Wednesday, February 28, 2007




David Ausubel
Ausubel was born in 1918 and grew up in Brooklyn, NY. He attended the University of Pennsylvania, taking the pre-medical course and majoring in Psychology.

Ausubel is most noted for his notion of the advance organiser. We can think of the advance organiser as simply a device or a mental learning aid to help us ‘get a grip’ on the new information. Put in more difficult language, according to Ausubel, the advance organiser is a means of preparing the learner’s cognitive structure for the learning experience about to take place. It is a device to activate the relevant schema or conceptual pattern so that new information would be more readily ‘subsumed’ into the learner’s existing cognitive structure or mental depiction!
Advance Organisers are simply devices used in the introduction of a topic which enable learners to orient themselves to the topic, so that they can locate where any particular bit of input fits in and how it links with what they already know. Ausubel's major principle — that the most important determinant of learning is what the learner already knows — calls for an image or example which directs the learner to relevant prior experience or learning and also points forward to new material.

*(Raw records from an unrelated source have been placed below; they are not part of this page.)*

use std::sync::Arc;

use anyhow::Result;
use tracing::info;

use palaver_core::config::default_codecs;
use palaver_core::media::mock::MockMediaEngine;
use palaver_core::media::{MediaEngine, MediaWorker, WorkerPool, WorkerSettings};
use palaver_core::room::LOBBY_ROOM;
use palaver_core::{logging, Config, SessionHub};

#[tokio::main]
async fn main() -> Result<()> {
    // 1. Load configuration (PALAVER_CONFIG_PATH > ./palaver.toml > env/defaults)
    let config_path = std::env::var("PALAVER_CONFIG_PATH").ok();
    let config = Config::load(Some(
        config_path.as_deref().unwrap_or("palaver.toml"),
    ))?;

    // 2. Validate configuration (fail fast on misconfigurations)
    if let Err(errors) = config.validate() {
        for e in &errors {
            eprintln!("Config validation error: {e}");
        }
        return Err(anyhow::anyhow!(
            "Configuration validation failed with {} error(s)",
            errors.len()
        ));
    }

    // 3. Initialize logging
    logging::init_logging(&config.logging)?;
    info!("Palaver server starting...");
    info!("Listen address: {}", config.listen_address());

    // 4. Build the media engine and worker pool. A pool that cannot be
    // created means the engine is unusable; restarting the process is the
    // recovery strategy, so creation failure aborts startup.
    let engine: Arc<dyn MediaEngine> = match config.media.engine.as_str() {
        "mock" => Arc::new(MockMediaEngine::new()),
        other => {
            return Err(anyhow::anyhow!(
                "unknown media engine backend: {other} (a real engine plugs in behind the MediaEngine trait)"
            ))
        }
    };

    let settings = WorkerSettings::from_config(&config.media);
    let pool = WorkerPool::build(engine.as_ref(), &settings, config.media.num_workers)
        .await
        .map_err(|e| anyhow::anyhow!("failed to start media workers: {e}"))?;
    info!("Media worker pool started ({} workers)", pool.len());

    // 5. One router for the whole process, from a round-robin worker.
    let router = pool
        .next_worker()
        .create_router(&default_codecs())
        .await
        .map_err(|e| anyhow::anyhow!("failed to create media router: {e}"))?;
    info!("Media router created");

    // 6. Build the session hub; the lobby room exists from here on.
    let hub = SessionHub::new(router, &config.media);
    info!("Session hub initialized, room \"{LOBBY_ROOM}\" ready");

    // 7. Serve
    let app = palaver_api::create_router(hub);
    let listener = tokio::net::TcpListener::bind(config.listen_address()).await?;
    info!("Listening on {}", listener.local_addr()?);

    axum::serve(listener, app)
        .with_graceful_shutdown(shutdown_signal())
        .await?;

    info!("Palaver server stopped");
    Ok(())
}

async fn shutdown_signal() {
    if let Err(e) = tokio::signal::ctrl_c().await {
        tracing::error!("failed to listen for shutdown signal: {e}");
    }
}
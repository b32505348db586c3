//! Shared helpers for unit tests.

use std::sync::Arc;

use parking_lot::Mutex;

use crate::config::default_codecs;
use crate::media::mock::MockMediaEngine;
use crate::media::{MediaEngine, MediaRouter, MediaWorker, TransportOptions, WorkerSettings};
use crate::peer::EventSink;
use crate::signaling::ServerEvent;

/// Event sink that records everything delivered to it.
pub struct CollectingSink {
    pub events: Mutex<Vec<ServerEvent>>,
}

impl CollectingSink {
    pub fn new() -> Arc<Self> {
        Arc::new(Self {
            events: Mutex::new(Vec::new()),
        })
    }

    pub fn drain(&self) -> Vec<ServerEvent> {
        std::mem::take(&mut *self.events.lock())
    }
}

impl EventSink for CollectingSink {
    fn deliver(&self, event: ServerEvent) -> Result<(), String> {
        self.events.lock().push(event);
        Ok(())
    }
}

/// Engine + router over the default codec set.
pub async fn mock_router() -> (MockMediaEngine, Arc<dyn MediaRouter>) {
    let engine = MockMediaEngine::new();
    let worker = engine
        .create_worker(&WorkerSettings {
            rtc_min_port: 10101,
            rtc_max_port: 10200,
        })
        .await
        .expect("mock worker");
    let router = worker
        .create_router(&default_codecs())
        .await
        .expect("mock router");
    (engine, router)
}

pub fn transport_options() -> TransportOptions {
    TransportOptions {
        listen_ip: "0.0.0.0".to_string(),
        announced_ip: None,
        max_incoming_bitrate: 1_500_000,
        initial_available_outgoing_bitrate: 1_000_000,
    }
}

Ausubel’s book explains his theory:

The Acquisition and Retention of Knowledge: A Cognitive View
Ausubel, D.P.

This is a college-level textbook that provides a comprehensive and credible theory of how humans can learn and retain substantial and growing bodies of potentially meaningful, organized subject-matter knowledge on an extended, long-term basis. It identifies explicitly the cognitive conditions under which such learning and retention occurs, and indicates how they are influenced by relevant cognitive structure, frequency, mental `set' and motivational variables, and, most importantly, by the probable underlying functional cognitive processes involved.

The other major contribution which Ausubel has made, is his emphasis on the active nature of reception or meaningful learning. The distinction between rote and meaningful learning is an important one, and too often we as educators fail to make reception learning as meaningful as possible. The need to require learners to be active by underlining, by completing missing words, by rewording sentences, or by giving additional examples, cannot be overemphasised in this context.

The processes of meaningful learning
Ausubel proposed four processes by which meaningful learning can occur:
Derivative subsumption. This describes the situation in which the new information you learn is an instance or example of a concept that you have already learned. So, let's suppose you have acquired a basic concept such as "tree". You know that a tree has a trunk, branches, green leaves, and may have some kind of fruit, and that, when fully grown is likely to be at least 12 feet tall. Now you learn about a kind of tree that you have never seen before, let's say a persimmon tree, that conforms to your previous understanding of tree. Your new knowledge of persimmon trees is attached to your concept of tree, without substantially altering that concept in any way. So, an Ausubelian would say that you had learned about persimmon trees through the process of derivative subsumption.
Correlative subsumption. Now, let's suppose you encounter a new kind of tree that has red leaves, rather than green. In order to accommodate this new information, you have to alter or extend your concept of tree to include the possibility of red leaves. You have learned about this new kind of tree through the process of correlative subsumption. In a sense, you might say that this is more "valuable" learning than that of derivative subsumption, since it enriches the higher-level concept.
Superordinate learning. Imagine that you were well acquainted with maples, oaks, apple trees, etc., but you did not know, until you were taught, that these were all examples of deciduous trees. In this case, you already knew a lot of examples of the concept, but you did not know the concept itself until it was taught to you. This is superordinate learning.
Combinatorial learning. The first three learning processes all involve new information that "attaches" to a hierarchy at a level that is either below or above previously acquired knowledge. Combinatorial learning is different; it describes a process by which the new idea is derived from another idea that is neither higher nor lower in the hierarchy, but at the same level (in a different, but related, "branch"). You could think of this as learning by analogy. For example, to teach someone about pollination in plants, you might relate it to previously acquired knowledge of how fish eggs are fertilized.